» YOUR INSTRUCTIONS: Print the lines that run from the line with "form, with no" to the line with "pass, so the", keeping both end lines, exactly as they appear in the entries below, and nothing else.

START RECORDS PROVIDED

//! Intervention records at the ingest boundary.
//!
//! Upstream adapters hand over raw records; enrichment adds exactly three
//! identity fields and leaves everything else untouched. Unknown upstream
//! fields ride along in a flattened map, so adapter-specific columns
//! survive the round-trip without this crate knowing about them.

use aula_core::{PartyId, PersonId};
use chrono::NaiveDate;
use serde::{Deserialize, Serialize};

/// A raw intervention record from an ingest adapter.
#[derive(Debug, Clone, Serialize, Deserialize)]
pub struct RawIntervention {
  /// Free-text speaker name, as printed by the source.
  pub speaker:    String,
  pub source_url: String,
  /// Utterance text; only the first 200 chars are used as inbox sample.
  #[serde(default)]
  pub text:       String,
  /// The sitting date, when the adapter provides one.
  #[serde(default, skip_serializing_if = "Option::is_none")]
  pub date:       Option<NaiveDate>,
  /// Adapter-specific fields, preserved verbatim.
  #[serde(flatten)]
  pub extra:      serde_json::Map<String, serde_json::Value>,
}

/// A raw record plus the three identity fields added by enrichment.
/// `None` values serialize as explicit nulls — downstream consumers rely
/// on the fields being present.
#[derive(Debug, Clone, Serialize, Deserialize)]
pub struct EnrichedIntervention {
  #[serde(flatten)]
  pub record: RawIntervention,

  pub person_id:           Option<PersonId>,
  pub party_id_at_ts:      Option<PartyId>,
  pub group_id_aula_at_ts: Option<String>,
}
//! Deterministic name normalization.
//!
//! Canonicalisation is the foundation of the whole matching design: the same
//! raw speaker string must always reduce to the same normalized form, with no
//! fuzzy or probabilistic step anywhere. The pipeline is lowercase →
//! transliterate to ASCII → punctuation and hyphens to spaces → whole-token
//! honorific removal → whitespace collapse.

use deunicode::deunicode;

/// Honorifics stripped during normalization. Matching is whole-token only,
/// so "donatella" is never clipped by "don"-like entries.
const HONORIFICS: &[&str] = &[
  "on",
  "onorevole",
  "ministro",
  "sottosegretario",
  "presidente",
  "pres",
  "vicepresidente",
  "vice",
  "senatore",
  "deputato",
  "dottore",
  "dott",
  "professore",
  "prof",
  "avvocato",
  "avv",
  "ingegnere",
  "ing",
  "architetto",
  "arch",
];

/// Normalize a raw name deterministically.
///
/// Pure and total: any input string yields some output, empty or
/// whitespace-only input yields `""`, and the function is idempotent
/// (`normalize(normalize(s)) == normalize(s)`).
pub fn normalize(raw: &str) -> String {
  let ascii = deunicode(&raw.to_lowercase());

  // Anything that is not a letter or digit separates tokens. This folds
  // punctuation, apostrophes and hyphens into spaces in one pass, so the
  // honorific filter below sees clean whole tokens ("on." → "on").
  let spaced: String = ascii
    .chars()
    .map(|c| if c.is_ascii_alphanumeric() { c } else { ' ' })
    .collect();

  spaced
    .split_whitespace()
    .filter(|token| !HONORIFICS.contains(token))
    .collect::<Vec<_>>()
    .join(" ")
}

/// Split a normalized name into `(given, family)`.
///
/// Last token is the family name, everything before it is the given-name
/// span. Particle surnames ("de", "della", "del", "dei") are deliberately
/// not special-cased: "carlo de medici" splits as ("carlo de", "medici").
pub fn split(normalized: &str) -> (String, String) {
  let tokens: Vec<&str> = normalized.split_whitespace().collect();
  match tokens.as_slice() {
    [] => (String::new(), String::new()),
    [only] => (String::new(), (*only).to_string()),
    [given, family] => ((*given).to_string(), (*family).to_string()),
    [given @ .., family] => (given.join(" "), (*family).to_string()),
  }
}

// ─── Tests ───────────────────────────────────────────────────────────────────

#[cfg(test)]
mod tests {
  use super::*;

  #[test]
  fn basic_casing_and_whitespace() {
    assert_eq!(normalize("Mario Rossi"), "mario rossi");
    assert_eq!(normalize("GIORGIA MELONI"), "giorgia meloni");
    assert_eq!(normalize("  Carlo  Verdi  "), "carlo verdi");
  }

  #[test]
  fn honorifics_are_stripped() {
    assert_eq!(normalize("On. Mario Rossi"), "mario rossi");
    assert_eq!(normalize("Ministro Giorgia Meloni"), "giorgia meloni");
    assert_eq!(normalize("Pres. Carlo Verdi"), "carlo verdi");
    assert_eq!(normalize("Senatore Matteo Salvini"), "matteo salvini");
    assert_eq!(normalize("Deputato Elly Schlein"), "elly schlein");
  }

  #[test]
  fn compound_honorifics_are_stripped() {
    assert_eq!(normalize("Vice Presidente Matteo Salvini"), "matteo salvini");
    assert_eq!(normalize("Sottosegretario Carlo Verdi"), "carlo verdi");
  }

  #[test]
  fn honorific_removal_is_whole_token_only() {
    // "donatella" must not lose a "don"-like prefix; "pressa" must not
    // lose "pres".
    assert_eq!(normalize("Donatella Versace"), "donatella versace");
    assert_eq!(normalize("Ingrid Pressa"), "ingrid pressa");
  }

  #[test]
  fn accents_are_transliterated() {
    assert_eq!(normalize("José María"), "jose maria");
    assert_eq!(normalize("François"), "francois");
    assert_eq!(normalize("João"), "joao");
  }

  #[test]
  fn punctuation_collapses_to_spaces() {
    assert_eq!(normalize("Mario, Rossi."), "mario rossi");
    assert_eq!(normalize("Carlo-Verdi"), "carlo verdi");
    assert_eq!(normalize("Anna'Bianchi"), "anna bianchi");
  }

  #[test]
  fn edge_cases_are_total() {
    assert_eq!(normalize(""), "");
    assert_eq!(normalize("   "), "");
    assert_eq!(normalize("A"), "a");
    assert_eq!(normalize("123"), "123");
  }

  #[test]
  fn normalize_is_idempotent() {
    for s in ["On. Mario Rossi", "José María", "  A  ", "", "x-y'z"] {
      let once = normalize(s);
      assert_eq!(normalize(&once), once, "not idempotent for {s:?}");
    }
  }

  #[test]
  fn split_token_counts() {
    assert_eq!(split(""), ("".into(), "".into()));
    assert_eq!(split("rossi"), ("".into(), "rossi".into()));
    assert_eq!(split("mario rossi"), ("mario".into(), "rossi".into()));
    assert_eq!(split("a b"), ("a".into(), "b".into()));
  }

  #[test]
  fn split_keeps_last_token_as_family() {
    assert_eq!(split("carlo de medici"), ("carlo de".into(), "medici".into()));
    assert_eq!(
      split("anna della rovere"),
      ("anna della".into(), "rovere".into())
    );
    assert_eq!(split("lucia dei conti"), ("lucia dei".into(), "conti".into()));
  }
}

END RECORDS PROVIDED

» REPLY TO THE TASK:
//! raw speaker string must always reduce to the same normalized form, with no
//! fuzzy or probabilistic step anywhere. The pipeline is lowercase →
//! transliterate to ASCII → punctuation and hyphens to spaces → whole-token
//! honorific removal → whitespace collapse.

use deunicode::deunicode;

/// Honorifics stripped during normalization. Matching is whole-token only,
/// so "donatella" is never clipped by "don"-like entries.
const HONORIFICS: &[&str] = &[
  "on",
  "onorevole",
  "ministro",
  "sottosegretario",
  "presidente",
  "pres",
  "vicepresidente",
  "vice",
  "senatore",
  "deputato",
  "dottore",
  "dott",
  "professore",
  "prof",
  "avvocato",
  "avv",
  "ingegnere",
  "ing",
  "architetto",
  "arch",
];

/// Normalize a raw name deterministically.
///
/// Pure and total: any input string yields some output, empty or
/// whitespace-only input yields `""`, and the function is idempotent
/// (`normalize(normalize(s)) == normalize(s)`).
pub fn normalize(raw: &str) -> String {
  let ascii = deunicode(&raw.to_lowercase());

  // Anything that is not a letter or digit separates tokens. This folds
  // punctuation, apostrophes and hyphens into spaces in one pass, so the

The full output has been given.